What to do
Reproduce the entries. Each one must match the original exactly.

========================================

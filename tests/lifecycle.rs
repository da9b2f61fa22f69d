//! Lifecycle of the process-wide cluster connection

use contest_search::cluster::{self, ConnectionState};
use contest_search::{ClusterSettings, GatewayError, SearchGateway};
use serde_json::json;
use tokio_test::assert_ok;
use wiremock::matchers::{method, path};
use wiremock::{Mock, MockServer, ResponseTemplate};

fn settings_for(server: &MockServer) -> ClusterSettings {
    ClusterSettings {
        sniff: false,
        port: server.address().port(),
        ..ClusterSettings::with_hosts([server.address().ip().to_string()])
    }
}

#[tokio::test]
async fn test_shared_connection_lifecycle() {
    let server = MockServer::start().await;
    Mock::given(method("POST"))
        .and(path("/logs/event/_count"))
        .respond_with(ResponseTemplate::new(200).set_body_json(json!({"count": 5})))
        .mount(&server)
        .await;

    assert_eq!(cluster::state(), ConnectionState::Uninitialized);

    let err = SearchGateway::new(ClusterSettings::default()).unwrap_err();
    assert!(matches!(err, GatewayError::Config(_)));
    assert_eq!(cluster::state(), ConnectionState::Uninitialized);

    let first = assert_ok!(SearchGateway::new(settings_for(&server)));
    assert_eq!(cluster::state(), ConnectionState::Connected);
    assert_eq!(first.count("logs", "event", None).await, 5);

    // A second construction keeps the existing connection but its own settings
    let other = ClusterSettings {
        cluster_name: "other".to_string(),
        port: 1,
        ..settings_for(&server)
    };
    let second = assert_ok!(SearchGateway::new(other));
    assert_eq!(second.settings().cluster_name, "other");
    assert_eq!(second.count("logs", "event", None).await, 5);
    assert_eq!(server.received_requests().await.unwrap().len(), 2);

    cluster::teardown();
    cluster::teardown();
    assert_eq!(cluster::state(), ConnectionState::Closed);
    assert_eq!(first.state(), ConnectionState::Closed);

    assert_eq!(first.count("logs", "event", None).await, 0);
    let err = second.try_count("logs", "event", None).await.unwrap_err();
    assert!(matches!(err, GatewayError::State(ConnectionState::Closed)));

    // No way back to connected
    let third = assert_ok!(SearchGateway::new(settings_for(&server)));
    assert_eq!(third.state(), ConnectionState::Closed);
    third.teardown();
    assert_eq!(server.received_requests().await.unwrap().len(), 2);
}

========================================

Task result
filename tests/lifecycle.rs
repository da9b2f61fa22f69d
//! Lifecycle of the process-wide cluster connection

use contest_search::cluster::{self, ConnectionState};
use contest_search::{ClusterSettings, GatewayError, SearchGateway};
use serde_json::json;
use tokio_test::assert_ok;
use wiremock::matchers::{method, path};
use wiremock::{Mock, MockServer, ResponseTemplate};

fn settings_for(server: &MockServer) -> ClusterSettings {
    ClusterSettings {
        sniff: false,
        port: server.address().port(),
        ..ClusterSettings::with_hosts([server.address().ip().to_string()])
    }
}

#[tokio::test]
async fn test_shared_connection_lifecycle() {
    let server = MockServer::start().await;
    Mock::given(method("POST"))
        .and(path("/logs/event/_count"))
        .respond_with(ResponseTemplate::new(200).set_body_json(json!({"count": 5})))
        .mount(&server)
        .await;

    assert_eq!(cluster::state(), ConnectionState::Uninitialized);

    let err = SearchGateway::new(ClusterSettings::default()).unwrap_err();
    assert!(matches!(err, GatewayError::Config(_)));
    assert_eq!(cluster::state(), ConnectionState::Uninitialized);

    let first = assert_ok!(SearchGateway::new(settings_for(&server)));
    assert_eq!(cluster::state(), ConnectionState::Connected);
    assert_eq!(first.count("logs", "event", None).await, 5);

    // A second construction keeps the existing connection but its own settings
    let other = ClusterSettings {
        cluster_name: "other".to_string(),
        port: 1,
        ..settings_for(&server)
    };
    let second = assert_ok!(SearchGateway::new(other));
    assert_eq!(second.settings().cluster_name, "other");
    assert_eq!(second.count("logs", "event", None).await, 5);
    assert_eq!(server.received_requests().await.unwrap().len(), 2);

    cluster::teardown();
    cluster::teardown();
    assert_eq!(cluster::state(), ConnectionState::Closed);
    assert_eq!(first.state(), ConnectionState::Closed);

    assert_eq!(first.count("logs", "event", None).await, 0);
    let err = second.try_count("logs", "event", None).await.unwrap_err();
    assert!(matches!(err, GatewayError::State(ConnectionState::Closed)));

    // No way back to connected
    let third = assert_ok!(SearchGateway::new(settings_for(&server)));
    assert_eq!(third.state(), ConnectionState::Closed);
    third.teardown();
    assert_eq!(server.received_requests().await.unwrap().len(), 2);
}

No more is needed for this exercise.